Brigid Mae Power is an Irish singer, songwriter, and musician.

Early life 

Power was born in London, England to Irish parents. Her family relocated to Ireland when she was twelve years old. She learned to play the button accordion before starting to sing and play piano as a teen.

Career 

Power began releasing music under the name Brigid Power-Ryce in 2010. Her debut EP You Are Here was released by the independent label Rusted Rail in 2010. This was followed by two self released EPS, Ode to an Emryo in 2011, and Eee Tuts in 2013. The live album I Told You The Truth was released in 2014 by the label Abandon Reason. Power recorded the album in the St. Nicholas Collegiate Church, Galway city. The Irish Times wrote of the album "the setting gives her haunting vocals a spiritual resonance". After meeting American musician and future husband Peter Broderick at a gig, Power travelled to Broderick's studio in Portland, Oregon in 2015 to record her debut studio album. After finishing the production of her debut album, she received a two-album deal from American label Tompkins Square Records.

Her debut self titled album Brigid Mae Power was released in 2016 and was a critical success, receiving positive reviews from Pitchfork, Record Collector, and The Guardian.
In an interview with Uncut, Power stated the album was inspired by her experiences as a single mother.
Power promoted the album with a tour of the UK and Japan.
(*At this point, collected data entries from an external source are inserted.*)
//! Wire framing for one transfer
//!
//! ```text
//! <filename-utf8-bytes> 0x0A <raw-file-bytes...> <connection close>
//! ```
//!
//! No length prefix, no checksum, no version byte. Everything after the
//! first newline is opaque payload until the peer closes its write side.

use crate::error::{Error, Result, Stage};
use std::io::{self, Read};

/// Terminates the filename line
pub const TERMINATOR: u8 = b'\n';

// Bounds memory spent on a peer that never sends the terminator
pub const MAX_FILENAME_LEN: usize = 4096;

/// Body chunk size used when none is configured
pub const DEFAULT_CHUNK_SIZE: usize = 4096;

/// UTF-8 bytes of `filename` followed by the terminator.
pub fn encode_header(filename: &str) -> Result<Vec<u8>> {
    if filename.is_empty() {
        return Err(Error::Protocol("filename is empty".into()));
    }
    if filename.as_bytes().contains(&TERMINATOR) {
        return Err(Error::Protocol(format!(
            "filename {filename:?} contains a newline"
        )));
    }
    if filename.len() > MAX_FILENAME_LEN {
        return Err(Error::Protocol(format!(
            "filename is {} bytes (max {MAX_FILENAME_LEN})",
            filename.len()
        )));
    }
    let mut buf = Vec::with_capacity(filename.len() + 1);
    buf.extend_from_slice(filename.as_bytes());
    buf.push(TERMINATOR);
    Ok(buf)
}

/// Read the filename line one byte at a time so no body byte is consumed.
///
/// Stops at the terminator or end of stream and returns the trimmed text,
/// which may be empty; callers decide whether that is acceptable.
pub fn read_filename<R: Read>(reader: &mut R) -> Result<String> {
    let mut name = Vec::new();
    let mut byte = [0u8; 1];
    loop {
        match reader.read(&mut byte) {
            Ok(0) => break,
            Ok(_) => {
                if byte[0] == TERMINATOR {
                    break;
                }
                if name.len() == MAX_FILENAME_LEN {
                    return Err(Error::Protocol(format!(
                        "filename exceeds {MAX_FILENAME_LEN} bytes without terminator"
                    )));
                }
                name.push(byte[0]);
            }
            Err(e) if e.kind() == io::ErrorKind::Interrupted => continue,
            Err(e) => {
                return Err(Error::Transfer {
                    stage: Stage::Header,
                    bytes: name.len() as u64,
                    total: None,
                    source: e,
                })
            }
        }
    }
    let text = String::from_utf8(name)
        .map_err(|_| Error::Protocol("filename is not valid UTF-8".into()))?;
    Ok(text.trim().to_string())
}

/// Fixed-size chunks of a reader until end of input.
///
/// Finite and not restartable; only the concatenation is meaningful.
pub struct BodyChunks<R> {
    reader: R,
    chunk_size: usize,
    done: bool,
}

impl<R: Read> BodyChunks<R> {
    pub fn new(reader: R, chunk_size: usize) -> Self {
        Self {
            reader,
            chunk_size: chunk_size.max(1),
            done: false,
        }
    }
}

impl<R: Read> Iterator for BodyChunks<R> {
    type Item = io::Result<Vec<u8>>;

    fn next(&mut self) -> Option<Self::Item> {
        if self.done {
            return None;
        }
        let mut buf = vec![0u8; self.chunk_size];
        loop {
            match self.reader.read(&mut buf) {
                Ok(0) => {
                    self.done = true;
                    return None;
                }
                Ok(n) => {
                    buf.truncate(n);
                    return Some(Ok(buf));
                }
                Err(e) if e.kind() == io::ErrorKind::Interrupted => continue,
                Err(e) => {
                    self.done = true;
                    return Some(Err(e));
                }
            }
        }
    }
}

/// Iterate `reader` in chunks of `chunk_size` bytes.
pub fn stream_body<R: Read>(reader: R, chunk_size: usize) -> BodyChunks<R> {
    BodyChunks::new(reader, chunk_size)
}

#[cfg(test)]
mod tests {
    use super::*;
    use crate::error::ErrorKind;
    use std::io::Cursor;

    #[test]
    fn header_is_name_plus_newline() {
        assert_eq!(encode_header("report.txt").unwrap(), b"report.txt\n");
        assert_eq!(encode_header("résumé.gz").unwrap(), "résumé.gz\n".as_bytes());
    }

    #[test]
    fn header_rejects_ambiguous_names() {
        assert_eq!(encode_header("").unwrap_err().kind(), ErrorKind::Protocol);
        assert_eq!(encode_header("a\nb").unwrap_err().kind(), ErrorKind::Protocol);
        let long = "x".repeat(MAX_FILENAME_LEN + 1);
        assert_eq!(encode_header(&long).unwrap_err().kind(), ErrorKind::Protocol);
    }

    #[test]
    fn filename_read_never_touches_body() {
        let mut wire = encode_header("report.txt").unwrap();
        let body = b"line one\nline two\n\n\x00\xff";
        wire.extend_from_slice(body);
        let mut cur = Cursor::new(wire);

        assert_eq!(read_filename(&mut cur).unwrap(), "report.txt");
        let mut rest = Vec::new();
        cur.read_to_end(&mut rest).unwrap();
        assert_eq!(rest, body);
    }

    #[test]
    fn filename_is_trimmed() {
        let mut cur = Cursor::new(b"  notes.txt.gz \r\npayload".to_vec());
        assert_eq!(read_filename(&mut cur).unwrap(), "notes.txt.gz");
    }

    #[test]
    fn eof_before_terminator_returns_partial() {
        let mut cur = Cursor::new(b"partial".to_vec());
        assert_eq!(read_filename(&mut cur).unwrap(), "partial");
        let mut empty = Cursor::new(Vec::new());
        assert_eq!(read_filename(&mut empty).unwrap(), "");
        let mut bare = Cursor::new(b"\nbody".to_vec());
        assert_eq!(read_filename(&mut bare).unwrap(), "");
    }

    #[test]
    fn oversized_or_invalid_names_are_protocol_errors() {
        let mut cur = Cursor::new(vec![b'a'; MAX_FILENAME_LEN + 10]);
        assert_eq!(read_filename(&mut cur).unwrap_err().kind(), ErrorKind::Protocol);

        let mut bad = Cursor::new(b"\xff\xfe\n".to_vec());
        assert_eq!(read_filename(&mut bad).unwrap_err().kind(), ErrorKind::Protocol);
    }

    #[test]
    fn body_chunks_concatenate_to_input() {
        let data: Vec<u8> = (0..10_000u32).map(|i| (i % 251) as u8).collect();
        let chunks: Vec<Vec<u8>> = stream_body(Cursor::new(data.clone()), 1024)
            .collect::<io::Result<_>>()
            .unwrap();
        assert!(chunks.iter().all(|c| c.len() <= 1024));
        assert_eq!(chunks.concat(), data);
    }

    #[test]
    fn empty_body_yields_nothing() {
        let mut it = stream_body(Cursor::new(Vec::<u8>::new()), DEFAULT_CHUNK_SIZE);
        assert!(it.next().is_none());
        assert!(it.next().is_none());
    }
}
Her second studio album  The Two Worlds was released in 2018. The album was met with widespread critical acclaim from the music press, with Pitchfork writing "The Two Worlds is Power's most ambitious and her most introspective". The album received 4 star reviews from Uncut, The Guardian and Record Collector. The Line of Best Fit wrote "Stately, solemn, slow-burning and seriously beautiful, most of The Two Worlds isn't far removed from its predecessor's intimate templates".

Power's third album, Head Above the Water, was released in 2020 by Fire Records.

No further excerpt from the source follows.